エア・カナダは、2023年夏期スケジュールの日本/カナダ路線について、復便や機材の大型化によって2019年同期を約5%上回る供給量で運航する。このほど来日したヴァージリオ・ルッシ・インターナショナルセールス担当ヴァイスプレジデントは、「大西洋路線では国境再開後に急激に需要が回復したが、アジア太平洋でも同様な回復が見られるだろう」と来年にかけての需要回復に期待を寄せた。
エア・カナダは、2023年4月21日から羽田/トロント線を毎日運航で再開。成田/トロント線は2023年1月18日から毎日運航に、成田/モントリオール線は2023年5月2日から毎日運航にそれぞれ増便し、成田/バンクーバー線については、2023年3月26日から787-9から777-300ERに機材を大型化する。さらに、2023年6月2日からは関西/バンクーバー線を週4便で再開する。
ルッシ氏は「日本は地政学的にも重要なマーケット」と位置付け、スターアライアンスパートナーのANA便との接続で、アジアの都市や日本国内からカナダへの送客を強化していく考えを示した。特にモントリオール線への直行便は現在、アジアでは成田のみとなっていることから、「友人・知人への訪問をはじめモントリオール以遠への乗り継ぎ需要にも期待が持てる」との認識だ。
日本発のアウトバウンドについては、「現在は経済的困難があるが、来年夏頃には本格的な回復基調に入るのではないか」との見通し。一方、カナダからのインバウンドについては、日本の国境再開を受けてすでに回復が見られるという。
2022年12月1日から2023年3月31日までの予約状況は、11月6日時点での日本からカナダへの予約数でみると9月18日と比較して49.4%増。一方、カナダから日本への予約数は同じ比較で222.6%増となっており、日本の水際対策緩和の効果が表れる結果となっている。
さらに、ルッシ氏は機内サービスについて、「コロナ禍では接触サービスを控えてきたが、すでにコロナ前と同じサービスに戻している」と説明。エア・カナダは、国際線では新しいダイニングサービスを提供し、2023年からは機内エンターテイメントのコンテンツを25%以上増やし、ライブTVやBluetooth接続などの新機能も導入する予定だ。

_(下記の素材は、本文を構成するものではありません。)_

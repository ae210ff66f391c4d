use chrono::{DateTime, Utc};
use moka::future::Cache;
use std::sync::Arc;
use std::time::Duration;
use tracing::{debug, info};

use crate::alerts::{fire_and_forget, Alerter};
use crate::error::StoreError;
use crate::model::{period_key, BudgetThreshold, Notification, NotificationKind, SpendPeriod};
use crate::store::Store;

/// Monthly spend ledger.
///
/// Reads go through a short-lived cache; writes are always an atomic
/// increment in the store followed by a cache refresh with the returned row.
pub struct SpendLedger {
    store: Arc<dyn Store>,
    cache: Cache<String, SpendPeriod>,
    default_limit: f64,
    alerter: Arc<dyn Alerter>,
    alert_timeout: Duration,
}

impl SpendLedger {
    pub fn new(
        store: Arc<dyn Store>,
        alerter: Arc<dyn Alerter>,
        default_limit: f64,
        cache_ttl: Duration,
        alert_timeout: Duration,
    ) -> Self {
        let cache = Cache::builder()
            .max_capacity(16)
            .time_to_live(cache_ttl)
            .build();
        Self {
            store,
            cache,
            default_limit,
            alerter,
            alert_timeout,
        }
    }

    /// Current period row, possibly up to one cache TTL stale.
    pub async fn current(&self, now: DateTime<Utc>) -> Result<SpendPeriod, StoreError> {
        let key = period_key(now);
        if let Some(cached) = self.cache.get(&key).await {
            debug!(period = %key, "Spend cache hit");
            return Ok(cached);
        }
        let period = self.store.spend_period(&key, self.default_limit).await?;
        self.cache.insert(key, period.clone()).await;
        Ok(period)
    }

    /// Add `amount` to the period's spend and fire any threshold alert that
    /// this update crossed first.
    pub async fn record_spend(&self, amount: f64, now: DateTime<Utc>) -> Result<SpendPeriod, StoreError> {
        let key = period_key(now);
        let period = self
            .store
            .increment_spend(&key, amount, self.default_limit)
            .await?;
        self.cache.insert(key, period.clone()).await;

        self.check_thresholds(&period).await;
        Ok(period)
    }

    pub async fn invalidate(&self) {
        self.cache.invalidate_all();
    }

    async fn check_thresholds(&self, period: &SpendPeriod) {
        for threshold in [BudgetThreshold::EightyPercent, BudgetThreshold::HundredPercent] {
            if period.ratio() < threshold.ratio() || threshold.is_flagged(period) {
                continue;
            }
            // The store's check-and-set decides which concurrent writer alerts
            match self.store.mark_alert_sent(&period.period, threshold).await {
                Ok(true) => self.send_budget_alert(period, threshold).await,
                Ok(false) => {}
                Err(e) => tracing::warn!(error = %e, "Could not set budget alert flag"),
            }
        }
    }

    async fn send_budget_alert(&self, period: &SpendPeriod, threshold: BudgetThreshold) {
        let percent = (threshold.ratio() * 100.0) as u32;
        let text = format!(
            "Compute spend for {} reached {}% of budget: ${:.2} of ${:.2} ({:.1}%)",
            period.period,
            percent,
            period.spent_amount,
            period.budget_limit,
            period.ratio() * 100.0
        );
        info!(period = %period.period, threshold = percent, "Budget threshold crossed");

        let notification = Notification {
            kind: NotificationKind::BudgetAlert,
            agent: None,
            title: format!("Budget {percent}% reached"),
            body: text.clone(),
            created_at: Utc::now(),
        };
        if let Err(e) = self.store.record_notification(&notification).await {
            tracing::warn!(error = %e, "Could not persist budget notification");
        }

        fire_and_forget(self.alert_timeout, "budget", self.alerter.send_budget_alert(&text)).await;
    }
}
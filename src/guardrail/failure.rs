use chrono::{DateTime, Duration, Utc};
use std::collections::HashMap;
use std::sync::Mutex;

/// Consecutive failures of one agent since its last success.
#[derive(Debug, Clone, Default, PartialEq)]
pub struct FailureStreak {
    pub count: u32,
    pub last_error: Option<String>,
    pub last_alert_at: Option<DateTime<Utc>>,
}

/// Per-process failure streaks with alert throttling.
///
/// An alert is due once the streak reaches `threshold` and no alert was
/// sent for the agent during the last `cooldown`.
#[derive(Debug)]
pub struct FailureTracker {
    streaks: Mutex<HashMap<String, FailureStreak>>,
    threshold: u32,
    cooldown: Duration,
}

impl FailureTracker {
    pub fn new(threshold: u32, cooldown: Duration) -> Self {
        Self {
            streaks: Mutex::new(HashMap::new()),
            threshold,
            cooldown,
        }
    }

    pub fn record_success(&self, agent: &str) {
        let mut streaks = self.streaks.lock().unwrap_or_else(|e| e.into_inner());
        if let Some(streak) = streaks.get_mut(agent) {
            // The alert timestamp survives so the cool-down still applies
            streak.count = 0;
            streak.last_error = None;
        }
    }

    /// Count a failure. Returns the streak length when an alert should fire.
    pub fn record_failure(&self, agent: &str, error: &str, now: DateTime<Utc>) -> Option<u32> {
        let mut streaks = self.streaks.lock().unwrap_or_else(|e| e.into_inner());
        let streak = streaks.entry(agent.to_string()).or_default();
        streak.count += 1;
        streak.last_error = Some(error.to_string());

        if streak.count < self.threshold {
            return None;
        }
        let cooled_down = streak
            .last_alert_at
            .map_or(true, |last| now - last >= self.cooldown);
        if !cooled_down {
            return None;
        }
        streak.last_alert_at = Some(now);
        Some(streak.count)
    }

    pub fn streak(&self, agent: &str) -> FailureStreak {
        let streaks = self.streaks.lock().unwrap_or_else(|e| e.into_inner());
        streaks.get(agent).cloned().unwrap_or_default()
    }

    pub fn reset(&self) {
        self.streaks
            .lock()
            .unwrap_or_else(|e| e.into_inner())
            .clear();
    }
}

#[cfg(test)]
mod tests {
    use super::*;
    use chrono::TimeZone;

    fn tracker() -> FailureTracker {
        FailureTracker::new(3, Duration::hours(1))
    }

    #[test]
    fn alert_fires_at_threshold_then_throttles() {
        let tracker = tracker();
        let start = Utc.with_ymd_and_hms(2026, 10, 18, 9, 0, 0).unwrap();
        let agent = "seo_demand_capture";

        assert_eq!(tracker.record_failure(agent, "e1", start), None);
        assert_eq!(tracker.record_failure(agent, "e2", start + Duration::minutes(4)), None);
        let first_alert = start + Duration::minutes(9);
        assert_eq!(tracker.record_failure(agent, "e3", first_alert), Some(3));

        assert_eq!(
            tracker.record_failure(agent, "e4", first_alert + Duration::minutes(5)),
            None
        );
        assert_eq!(
            tracker.record_failure(agent, "e5", first_alert + Duration::minutes(61)),
            Some(5)
        );
    }

    #[test]
    fn success_resets_streak_immediately() {
        let tracker = tracker();
        let now = Utc::now();
        for i in 0..5 {
            tracker.record_failure("a", &format!("e{i}"), now);
        }
        assert_eq!(tracker.streak("a").count, 5);
        tracker.record_success("a");
        assert_eq!(tracker.streak("a").count, 0);
        assert_eq!(tracker.record_failure("a", "again", now), None);
    }

    #[test]
    fn streaks_are_per_agent() {
        let tracker = tracker();
        let now = Utc::now();
        tracker.record_failure("a", "x", now);
        tracker.record_failure("a", "x", now);
        assert_eq!(tracker.record_failure("b", "x", now), None);
        assert_eq!(tracker.record_failure("a", "x", now), Some(3));
    }
}
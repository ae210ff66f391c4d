//! Worker pool: per-agent job execution with bounded concurrency and a
//! per-agent start rate.

use chrono::Utc;
use futures::FutureExt;
use governor::{DefaultDirectRateLimiter, Quota, RateLimiter};
use rand::Rng;
use serde_json::json;
use std::num::NonZeroU32;
use std::panic::AssertUnwindSafe;
use std::sync::Arc;
use std::time::Duration;
use tokio::sync::watch;
use tokio::task::JoinHandle;
use tracing::{debug, error, info, warn, Instrument};

use crate::broadcast::Broadcaster;
use crate::config::AgentSettings;
use crate::error::{JobError, StoreError};
use crate::events::EventBus;
use crate::guardrail::{GuardrailExecutor, GuardrailService};
use crate::handler::{HandlerRegistry, JobContext};
use crate::model::{Job, RunRecord, RunStatus};
use crate::observability::{dispatch_metrics, OperationTimer};
use crate::queue::QueueFabric;
use crate::telemetry::create_dispatch_span;

/// What happened to one claimed job
#[derive(Debug, Clone, PartialEq)]
pub enum Execution {
    Completed(serde_json::Value),
    /// `retrying` is false when this was the last attempt
    Failed { error: String, retrying: bool },
}

pub struct WorkerPool {
    fabric: Arc<QueueFabric>,
    registry: Arc<HandlerRegistry>,
    guardrail: Arc<GuardrailService>,
    executor: Arc<GuardrailExecutor>,
    events: Arc<EventBus>,
    broadcaster: Arc<Broadcaster>,
    poll_interval: Duration,
}
use axum::{
    extract::{Request, State},
    http::HeaderMap,
    middleware::Next,
    response::Response,
};
use tracing::warn;

use super::{EdgeRejection, EdgeState};
use crate::config::DeployEnvironment;

pub const API_KEY_HEADER: &str = "x-api-key";

fn bearer(headers: &HeaderMap) -> Option<&str> {
    headers
        .get("authorization")
        .and_then(|h| h.to_str().ok())
        .and_then(|h| h.strip_prefix("Bearer "))
        .map(str::trim)
}

/// Byte-wise comparison that does not stop at the first mismatch
fn same_secret(a: &str, b: &str) -> bool {
    a.len() == b.len()
        && a
            .bytes()
            .zip(b.bytes())
            .fold(0u8, |acc, (x, y)| acc | (x ^ y))
            == 0
}

/// Internal routes require `Authorization: Bearer <internal_token>`.
/// Without a configured token they are closed.
pub async fn require_internal_token(
    State(edge): State<EdgeState>,
    req: Request,
    next: Next,
) -> Result<Response, EdgeRejection> {
    let Some(expected) = edge.config.internal_token.as_deref() else {
        warn!(path = %req.uri().path(), "Internal route called but no internal token is configured");
        return Err(EdgeRejection::Disabled("internal API"));
    };
    match bearer(req.headers()) {
        Some(token) if same_secret(token, expected) => Ok(next.run(req).await),
        _ => Err(EdgeRejection::Unauthorized),
    }
}

/// Manual triggers require `x-api-key`. An unset key leaves them open in
/// development and switches them off in production.
pub async fn require_trigger_key(
    State(edge): State<EdgeState>,
    req: Request,
    next: Next,
) -> Result<Response, EdgeRejection> {
    let Some(expected) = edge.config.trigger_api_key.as_deref() else {
        return match edge.environment {
            DeployEnvironment::Development => Ok(next.run(req).await),
            DeployEnvironment::Production => Err(EdgeRejection::Disabled("manual triggers")),
        };
    };
    let provided = req
        .headers()
        .get(API_KEY_HEADER)
        .and_then(|h| h.to_str().ok());
    match provided {
        Some(key) if same_secret(key, expected) => Ok(next.run(req).await),
        _ => Err(EdgeRejection::Unauthorized),
    }
}

#[cfg(test)]
mod tests {
    use super::*;

    #[test]
    fn bearer_extraction() {
        let mut headers = HeaderMap::new();
        assert_eq!(bearer(&headers), None);
        headers.insert("authorization", "Bearer abc ".parse().unwrap());
        assert_eq!(bearer(&headers), Some("abc"));
        headers.insert("authorization", "Basic abc".parse().unwrap());
        assert_eq!(bearer(&headers), None);
    }

    #[test]
    fn secret_comparison() {
        assert!(same_secret("token", "token"));
        assert!(!same_secret("token", "tokem"));
        assert!(!same_secret("token", "token2"));
    }
}
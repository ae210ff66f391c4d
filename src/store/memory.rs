use async_trait::async_trait;
use chrono::{DateTime, Utc};
use std::collections::HashMap;
use tokio::sync::Mutex;

use super::Store;
use crate::error::StoreError;
use crate::model::{
    BudgetThreshold, DeadLetter, EventRecord, Job, JobId, JobState, Notification, RunRecord,
    SpendPeriod,
};

#[derive(Debug, Default)]
struct Inner {
    jobs: HashMap<JobId, Job>,
    /// Insertion order, used for FIFO claiming
    order: Vec<JobId>,
    periods: HashMap<String, SpendPeriod>,
    runs: Vec<RunRecord>,
    notifications: Vec<Notification>,
    dead_letters: Vec<DeadLetter>,
    events: Vec<EventRecord>,
}

/// Single-process store. Every operation holds one lock, so each trait call
/// is atomic with respect to the others.
#[derive(Debug, Default)]
pub struct MemoryStore {
    inner: Mutex<Inner>,
}

impl MemoryStore {
    pub fn new() -> Self {
        Self::default()
    }

    pub async fn events(&self) -> Vec<EventRecord> {
        self.inner.lock().await.events.clone()
    }

    pub async fn runs(&self) -> Vec<RunRecord> {
        self.inner.lock().await.runs.clone()
    }

    pub async fn jobs_in(&self, queue: &str) -> Vec<Job> {
        let inner = self.inner.lock().await;
        inner
            .order
            .iter()
            .filter_map(|id| inner.jobs.get(id))
            .filter(|job| job.queue == queue)
            .cloned()
            .collect()
    }

    /// Overwrite a period row, for seeding ledger state.
    pub async fn put_period(&self, period: SpendPeriod) {
        self.inner
            .lock()
            .await
            .periods
            .insert(period.period.clone(), period);
    }
}

fn transition(job: &Job, to: JobState) -> StoreError {
    StoreError::InvalidTransition {
        job_id: job.id.to_string(),
        from: job.state.to_string(),
        to: to.to_string(),
    }
}

#[async_trait]
impl Store for MemoryStore {
    async fn enqueue(&self, job: &Job) -> Result<(), StoreError> {
        let mut inner = self.inner.lock().await;
        inner.order.push(job.id.clone());
        inner.jobs.insert(job.id.clone(), job.clone());
        Ok(())
    }

    async fn get_job(&self, id: &JobId) -> Result<Option<Job>, StoreError> {
        Ok(self.inner.lock().await.jobs.get(id).cloned())
    }

    async fn claim_next(&self, queue: &str, now: DateTime<Utc>) -> Result<Option<Job>, StoreError> {
        let mut inner = self.inner.lock().await;
        let Inner { jobs, order, .. } = &mut *inner;

        let next = order.iter().find(|id| {
            jobs.get(*id).is_some_and(|job| {
                job.queue == queue
                    && job.state == JobState::Waiting
                    && job.run_at <= now
                    && job.has_attempts_left()
            })
        });

        let Some(id) = next.cloned() else {
            return Ok(None);
        };
        let job = jobs
            .get_mut(&id)
            .ok_or_else(|| StoreError::JobNotFound(id.to_string()))?;
        job.state = JobState::Active;
        job.attempts_made += 1;
        job.updated_at = now;
        Ok(Some(job.clone()))
    }

    async fn complete_job(&self, id: &JobId, now: DateTime<Utc>) -> Result<Job, StoreError> {
        let mut inner = self.inner.lock().await;
        let job = inner
            .jobs
            .get_mut(id)
            .ok_or_else(|| StoreError::JobNotFound(id.to_string()))?;
        if job.state != JobState::Active {
            return Err(transition(job, JobState::Completed));
        }
        job.state = JobState::Completed;
        job.updated_at = now;
        Ok(job.clone())
    }

    async fn fail_job(
        &self,
        id: &JobId,
        error: &str,
        retry_at: Option<DateTime<Utc>>,
        now: DateTime<Utc>,
    ) -> Result<Job, StoreError> {
        let mut inner = self.inner.lock().await;
        let job = inner
            .jobs
            .get_mut(id)
            .ok_or_else(|| StoreError::JobNotFound(id.to_string()))?;
        if job.state != JobState::Active {
            return Err(transition(job, JobState::Failed));
        }
        job.last_error = Some(error.to_string());
        job.updated_at = now;
        match retry_at {
            Some(at) => {
                job.state = JobState::Waiting;
                job.run_at = at;
            }
            None => job.state = JobState::Failed,
        }
        Ok(job.clone())
    }

    async fn has_runnable(&self, queue: &str, now: DateTime<Utc>) -> Result<bool, StoreError> {
        let inner = self.inner.lock().await;
        Ok(inner.jobs.values().any(|job| {
            job.queue == queue
                && job.state == JobState::Waiting
                && job.run_at <= now
                && job.has_attempts_left()
        }))
    }

    async fn missing_dead_letters(&self, queue: &str) -> Result<Vec<Job>, StoreError> {
        let inner = self.inner.lock().await;
        Ok(inner
            .order
            .iter()
            .filter_map(|id| inner.jobs.get(id))
            .filter(|job| {
                job.queue == queue
                    && job.state == JobState::Failed
                    && job.is_exhausted()
                    && !inner.dead_letters.iter().any(|dead| dead.job_id == job.id)
            })
            .cloned()
            .collect())
    }

    async fn active_jobs(&self, queue: &str) -> Result<Vec<Job>, StoreError> {
        let inner = self.inner.lock().await;
        Ok(inner
            .jobs
            .values()
            .filter(|job| job.queue == queue && job.state == JobState::Active)
            .cloned()
            .collect())
    }

    async fn prune_terminal(
        &self,
        queue: &str,
        keep_completed: usize,
        keep_failed: usize,
    ) -> Result<u64, StoreError> {
        let mut inner = self.inner.lock().await;
        let Inner { jobs, order, .. } = &mut *inner;

        let mut doomed = Vec::new();
        for (state, keep) in [
            (JobState::Completed, keep_completed),
            (JobState::Failed, keep_failed),
        ] {
            let mut terminal: Vec<&Job> = jobs
                .values()
                .filter(|job| job.queue == queue && job.state == state)
                .collect();
            if terminal.len() <= keep {
                continue;
            }
            terminal.sort_by(|a, b| b.updated_at.cmp(&a.updated_at));
            doomed.extend(terminal.into_iter().skip(keep).map(|job| job.id.clone()));
        }

        for id in &doomed {
            jobs.remove(id);
        }
        order.retain(|id| jobs.contains_key(id));
        Ok(doomed.len() as u64)
    }

    async fn spend_period(&self, period: &str, default_limit: f64) -> Result<SpendPeriod, StoreError> {
        let mut inner = self.inner.lock().await;
        Ok(inner
            .periods
            .entry(period.to_string())
            .or_insert_with(|| SpendPeriod::new(period, default_limit))
            .clone())
    }

    async fn increment_spend(
        &self,
        period: &str,
        amount: f64,
        default_limit: f64,
    ) -> Result<SpendPeriod, StoreError> {
        let mut inner = self.inner.lock().await;
        let row = inner
            .periods
            .entry(period.to_string())
            .or_insert_with(|| SpendPeriod::new(period, default_limit));
        row.spent_amount += amount.max(0.0);
        Ok(row.clone())
    }

    async fn mark_alert_sent(&self, period: &str, threshold: BudgetThreshold) -> Result<bool, StoreError> {
        let mut inner = self.inner.lock().await;
        let Some(row) = inner.periods.get_mut(period) else {
            return Ok(false);
        };
        let flag = match threshold {
            BudgetThreshold::EightyPercent => &mut row.alert_80_sent,
            BudgetThreshold::HundredPercent => &mut row.alert_100_sent,
        };
        if *flag {
            return Ok(false);
        }
        *flag = true;
        Ok(true)
    }

    async fn record_run(&self, record: &RunRecord) -> Result<(), StoreError> {
        self.inner.lock().await.runs.push(record.clone());
        Ok(())
    }

    async fn record_notification(&self, notification: &Notification) -> Result<(), StoreError> {
        self.inner
            .lock()
            .await
            .notifications
            .push(notification.clone());
        Ok(())
    }

    async fn record_dead_letter(&self, dead_letter: &DeadLetter) -> Result<bool, StoreError> {
        let mut inner = self.inner.lock().await;
        if inner
            .dead_letters
            .iter()
            .any(|existing| existing.job_id == dead_letter.job_id)
        {
            return Ok(false);
        }
        inner.dead_letters.push(dead_letter.clone());
        Ok(true)
    }

    async fn record_event(&self, event: &EventRecord) -> Result<(), StoreError> {
        self.inner.lock().await.events.push(event.clone());
        Ok(())
    }

    async fn dead_letters(&self) -> Result<Vec<DeadLetter>, StoreError> {
        Ok(self.inner.lock().await.dead_letters.clone())
    }

    async fn notifications(&self) -> Result<Vec<Notification>, StoreError> {
        Ok(self.inner.lock().await.notifications.clone())
    }

    async fn runs_for(&self, job_id: &JobId) -> Result<Vec<RunRecord>, StoreError> {
        Ok(self
            .inner
            .lock()
            .await
            .runs
            .iter()
            .filter(|run| &run.job_id == job_id)
            .cloned()
            .collect())
    }
}
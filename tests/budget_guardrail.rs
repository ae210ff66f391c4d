//! Costed calls made from job handlers against the monthly spend ledger.

mod fixtures;

use agent_dispatch::model::{period_key, SpendPeriod};
use agent_dispatch::{
    AgentSettings, CallSpec, Execution, HandlerRegistry, JobContext, JobError, Store,
};
use anyhow::Result;
use chrono::Utc;
use fixtures::{fast_config, harness, Harness};
use serde_json::{json, Value};

async fn draft(ctx: JobContext) -> Result<Value, JobError> {
    let outcome = ctx.call(CallSpec::new("You write follow-ups.", "lead: acme")).await?;
    Ok(json!({
        "model": outcome.model,
        "downgraded": outcome.downgraded,
        "output": outcome.output,
    }))
}

async fn setup() -> Result<Harness> {
    let registry = HandlerRegistry::builder()
        .agent("inbound_conversion", AgentSettings::default().critical())
        .agent("content_engine", AgentSettings::default())
        .handler_fn("inbound_conversion", "draft", draft)
        .handler_fn("content_engine", "draft", draft)
        .build()?;
    Ok(harness(fast_config(), registry).await)
}

async fn seed_spend(h: &Harness, spent: f64) {
    let mut period = SpendPeriod::new(period_key(Utc::now()), 500.0);
    period.spent_amount = spent;
    h.store.put_period(period).await;
}

async fn run_one(h: &Harness, agent: &str) -> Result<Execution> {
    h.runtime
        .fabric
        .dispatch(agent, "draft", json!({}), agent_dispatch::DispatchOptions::default().attempts(1))
        .await?;
    Ok(h.runtime
        .workers
        .process_next(agent)
        .await?
        .expect("job should be claimable"))
}

#[tokio::test]
async fn exhausted_budget_downgrades_critical_agents() -> Result<()> {
    let h = setup().await?;
    seed_spend(&h, 500.0).await;
    h.provider.push_ok("Hi Acme", 1_000, 200);

    match run_one(&h, "inbound_conversion").await? {
        Execution::Completed(result) => {
            assert_eq!(result["model"], "fallback");
            assert_eq!(result["downgraded"], true);
            assert_eq!(result["output"], "Hi Acme");
        }
        other => panic!("critical agent should still run, got {other:?}"),
    }
    let calls = h.provider.calls();
    assert_eq!(calls.len(), 1);
    assert_eq!(calls[0].model, "fallback");
    Ok(())
}

#[tokio::test]
async fn exhausted_budget_rejects_other_agents_without_calling_out() -> Result<()> {
    let h = setup().await?;
    seed_spend(&h, 512.5).await;

    match run_one(&h, "content_engine").await? {
        Execution::Failed { error, retrying } => {
            assert!(!retrying);
            assert!(error.contains("monthly budget exhausted"), "{error}");
            assert!(error.contains("content_engine"), "{error}");
        }
        other => panic!("non-critical agent should be rejected, got {other:?}"),
    }
    assert!(h.provider.calls().is_empty());
    Ok(())
}

#[tokio::test]
async fn spend_is_recorded_and_the_first_crossing_alerts() -> Result<()> {
    let h = setup().await?;
    seed_spend(&h, 399.0).await;
    // 1M input units on the primary tier cost $3.00
    h.provider.push_ok("ok", 1_000_000, 0);
    h.provider.push_ok("ok", 1_000_000, 0);

    assert!(matches!(run_one(&h, "content_engine").await?, Execution::Completed(_)));
    let period = h
        .store
        .spend_period(&period_key(Utc::now()), 500.0)
        .await?;
    assert!((period.spent_amount - 402.0).abs() < 1e-9, "{}", period.spent_amount);
    assert!(period.alert_80_sent);

    let runs = h.store.runs().await;
    assert_eq!(runs.len(), 1);
    assert!((runs[0].usage.cost_usd - 3.0).abs() < 1e-9);
    assert_eq!(runs[0].usage.input_units, 1_000_000);

    // A second call above the line does not alert again
    assert!(matches!(run_one(&h, "content_engine").await?, Execution::Completed(_)));
    let alerts = h.alerter.budget_alerts();
    assert_eq!(alerts.len(), 1);
    assert!(alerts[0].contains("80%"), "{}", alerts[0]);
    Ok(())
}
//! Compute provider seam. The guardrail executor is the only caller.

mod http;

pub use http::HttpComputeProvider;

use async_trait::async_trait;
use serde::{Deserialize, Serialize};

use crate::error::GuardrailError;

/// A single completion request as sent to the provider.
#[derive(Debug, Clone, PartialEq, Serialize, Deserialize)]
pub struct CompletionRequest {
    pub system: String,
    pub input: String,
    pub model: String,
    pub max_output: u32,
    pub temperature: f32,
}

#[derive(Debug, Clone, PartialEq, Serialize, Deserialize)]
pub struct CompletionResponse {
    pub output: String,
    pub input_units: u64,
    pub output_units: u64,
}

#[async_trait]
pub trait ComputeProvider: Send + Sync {
    /// Errors must be classified: rate limiting and 5xx as transient,
    /// everything else as permanent.
    async fn complete(&self, request: &CompletionRequest) -> Result<CompletionResponse, GuardrailError>;
}

/// Provider used when no endpoint is configured; every call fails permanently.
#[derive(Debug, Default)]
pub struct UnconfiguredProvider;

#[async_trait]
impl ComputeProvider for UnconfiguredProvider {
    async fn complete(&self, _request: &CompletionRequest) -> Result<CompletionResponse, GuardrailError> {
        Err(GuardrailError::provider(
            crate::error::ProviderErrorKind::Client,
            None,
            "no compute provider endpoint configured",
        ))
    }
}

このほか、ルッシ氏は流通についても言及。パンデミック中はウェブサイトでの直販が増えたが、コロナ禍が収まり、旅行代理店の業務が戻り始めると、代理店経由の予約も回復してきたという。「直販はOTAとの価格競争になってしまう。一方、日本の旅行会社の販売単価は高い傾向にある」と話したうえで、「エア・カナダとしてのプライオリティは、あらゆるチャネルで販売していくこと」と付け加えた。